Waltzing Down Memory Lane
Isn’t in funny how old memories jump up at the strangest times. It could have been something that you haven’t thought of since it happened or it could be something that you think of every time you think of a certain subject, but ready or not, that memory’s coming, baby!
I don’t know about you, but for me this phenomenon is usually a negative thing… I have a tendency to cling like a barnacle to my failures. I mull and I poke and I prod, examining the situation from every conceivable angle over and over until I know exactly what I could have done instead. And then I think about it some more. Healthy, right… O_o
Much more mentally stable are the pleasant memories that make your day a little brighter. (By the way, I just lost “The Game“… Thinking about remembering things always does it. Sorry Aaron.)
My memory moment of the day, though is kind of a combination of these two kinds of random recollection. I was thinking about the lack of consequences for our students for being tardy. At most three tardies are supposed to be equal an absence but I don’t even know if they’re really going to enforce that in the long run. (Moving on.) So, there I was maundering around my room, waiting for my latecomers and I was taken back to the one time in high school that I was tardy. (I know, I know… I was a nerd. Still am!)
It was my freshman year, fifth period English, right after lunch. I think I was in the bathroom or something when the bell rang and I didn’t hear it. There I was taking my time, walking around with my horrible layered haircut all poufed out. (Cause I have curly hair and I used to brush it out, which gave me a poufy wavy mess. That plus bad haircut=Yikes!) I had Coach Hurst, or was it Hirst, that period and English was always my favorite/best subject (Any wonder I’m an English teacher?) and to make matters worse the guy I had a crush on was in that class! The Horror!
I stepped out of the bathroom and the halls are empty. Panic starts to grip me. I didn’t want to get detention or to have to explain that I was in the bathroom and didn’t hear the bell, because that could either be taken as a lie or sounds like I was having gastrointestinal problems both of which would have been mortifying to my fourteen year old self.

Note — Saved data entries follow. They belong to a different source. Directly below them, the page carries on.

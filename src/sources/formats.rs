//! Selección del mejor stream de audio entre las variantes de una fuente.
//!
//! El orden de preferencia es por clase de contenedor: primero los itags de
//! audio webm/opus, después los de audio mp4/aac, y como último recurso
//! cualquier variante mp4 con bitrate de audio. Dentro de una clase gana la
//! variante de mayor bitrate de audio, prefiriendo las que no llevan video.

use serde::{Deserialize, Serialize};

/// Itags de audio webm (opus), en orden de calidad descendente.
pub const WEBM_AUDIO_TAGS: [u32; 3] = [251, 250, 249];

/// Itags de audio mp4 (aac), en orden de calidad descendente.
pub const MP4_AUDIO_TAGS: [u32; 3] = [141, 140, 139];

/// Contenedor del stream de audio elegido.
#[derive(Debug, Clone, Copy, PartialEq, Eq, Serialize, Deserialize)]
#[serde(rename_all = "lowercase")]
pub enum AudioFormat {
    Webm,
    Mp4,
    Mp3,
}

impl AudioFormat {
    /// Extensión con la que se persiste el payload en disco.
    /// El contenedor mp4 se guarda con extensión `flv`.
    pub fn extension(&self) -> &'static str {
        match self {
            AudioFormat::Webm => "webm",
            AudioFormat::Mp4 => "flv",
            AudioFormat::Mp3 => "mp3",
        }
    }
}

impl std::fmt::Display for AudioFormat {
    fn fmt(&self, f: &mut std::fmt::Formatter<'_>) -> std::fmt::Result {
        match self {
            AudioFormat::Webm => write!(f, "webm"),
            AudioFormat::Mp4 => write!(f, "mp4"),
            AudioFormat::Mp3 => write!(f, "mp3"),
        }
    }
}

/// Variante de formato tal como la reporta el proveedor de metadatos.
///
/// `bitrate` es el bitrate de video: las variantes de solo audio lo traen
/// en `None`, y eso las hace preferibles dentro de su clase.
#[derive(Debug, Clone, PartialEq, Eq)]
pub struct FormatVariant {
    pub itag: Option<u32>,
    pub container: String,
    pub audio_bitrate: Option<u32>,
    pub bitrate: Option<u32>,
    pub url: String,
}

/// Stream elegido por [`best_audio`].
#[derive(Debug, Clone, PartialEq, Eq)]
pub struct SelectedAudio {
    pub url: String,
    pub format: AudioFormat,
    pub codec_tag: Option<u32>,
}

/// Elige el mejor stream de audio disponible, o `None` si ninguna variante
/// trae audio utilizable.
pub fn best_audio(variants: &[FormatVariant]) -> Option<SelectedAudio> {
    let webm: Vec<&FormatVariant> = variants
        .iter()
        .filter(|v| v.itag.is_some_and(|t| WEBM_AUDIO_TAGS.contains(&t)))
        .collect();
    if let Some(pick) = pick_by_audio_bitrate(&webm) {
        return Some(selected(pick, AudioFormat::Webm));
    }

    let mp4: Vec<&FormatVariant> = variants
        .iter()
        .filter(|v| v.itag.is_some_and(|t| MP4_AUDIO_TAGS.contains(&t)))
        .collect();
    if let Some(pick) = pick_by_audio_bitrate(&mp4) {
        return Some(selected(pick, AudioFormat::Mp4));
    }

    let fallback: Vec<&FormatVariant> = variants
        .iter()
        .filter(|v| v.container == "mp4" && v.audio_bitrate.unwrap_or(0) > 0)
        .collect();
    pick_by_audio_bitrate(&fallback).map(|pick| selected(pick, AudioFormat::Mp4))
}

/// Dentro de una clase gana la variante sin pista de video de mayor bitrate
/// de audio; si todas llevan video, la de mayor bitrate a secas.
fn pick_by_audio_bitrate<'a>(class: &[&'a FormatVariant]) -> Option<&'a FormatVariant> {
    let mut with_audio: Vec<&FormatVariant> = class
        .iter()
        .copied()
        .filter(|v| v.audio_bitrate.unwrap_or(0) > 0)
        .collect();
    with_audio.sort_by(|a, b| b.audio_bitrate.cmp(&a.audio_bitrate));
    with_audio
        .iter()
        .find(|v| v.bitrate.is_none())
        .copied()
        .or_else(|| with_audio.first().copied())
}

fn selected(variant: &FormatVariant, format: AudioFormat) -> SelectedAudio {
    SelectedAudio {
        url: variant.url.clone(),
        format,
        codec_tag: variant.itag,
    }
}

#[cfg(test)]
mod tests {
    use super::*;

    fn variant(itag: Option<u32>, container: &str, audio: Option<u32>, video: Option<u32>) -> FormatVariant {
        FormatVariant {
            itag,
            container: container.to_string(),
            audio_bitrate: audio,
            bitrate: video,
            url: format!("https://cdn.example/{}", itag.unwrap_or(0)),
        }
    }

    #[test]
    fn test_webm_class_beats_mp4_class() {
        let variants = vec![
            variant(Some(141), "mp4", Some(256), None),
            variant(Some(249), "webm", Some(50), None),
        ];
        let pick = best_audio(&variants).unwrap();
        assert_eq!(pick.format, AudioFormat::Webm);
        assert_eq!(pick.codec_tag, Some(249));
    }

    #[test]
    fn test_highest_audio_bitrate_wins_within_class() {
        let variants = vec![
            variant(Some(250), "webm", Some(70), None),
            variant(Some(251), "webm", Some(160), None),
            variant(Some(249), "webm", Some(50), None),
        ];
        let pick = best_audio(&variants).unwrap();
        assert_eq!(pick.codec_tag, Some(251));
    }

    #[test]
    fn test_audio_only_preferred_over_muxed() {
        let variants = vec![
            variant(Some(251), "webm", Some(160), Some(2_000_000)),
            variant(Some(250), "webm", Some(70), None),
        ];
        let pick = best_audio(&variants).unwrap();
        // La variante muxeada tiene más bitrate pero lleva video.
        assert_eq!(pick.codec_tag, Some(250));
    }

    #[test]
    fn test_mp4_container_fallback_without_known_itags() {
        let variants = vec![
            variant(Some(18), "mp4", Some(96), Some(500_000)),
            variant(Some(396), "mp4", None, Some(700_000)),
        ];
        let pick = best_audio(&variants).unwrap();
        assert_eq!(pick.format, AudioFormat::Mp4);
        assert_eq!(pick.codec_tag, Some(18));
    }

    #[test]
    fn test_no_usable_audio_returns_none() {
        let variants = vec![
            variant(Some(396), "mp4", None, Some(700_000)),
            variant(Some(247), "webm", None, Some(1_000_000)),
        ];
        assert!(best_audio(&variants).is_none());
    }

    #[test]
    fn test_extension_mapping() {
        assert_eq!(AudioFormat::Webm.extension(), "webm");
        assert_eq!(AudioFormat::Mp4.extension(), "flv");
        assert_eq!(AudioFormat::Mp3.extension(), "mp3");
    }
}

I rush to my locker, fumbling with my combination lock, my first one ever, grab my book and hurry down the hall to my class. I paused at the closed door, took a deep breath and opened it. Coach was just finishing taking roll and looked up at me, gave me a nod and a smile before turning back to the sheet in front of him. I found my seat and sank into, smiling my relief and my soon to be best friend that sat behind me. I breathed a silent thank you toward heaven and that was that.
As you can see, this situation quickly turned from a fail memory to a fond recollection. It still makes me smile that Coach was kind and didn’t give me detention. But if it hadn’t ended that way I would probably still be analyzing what I “did wrong”.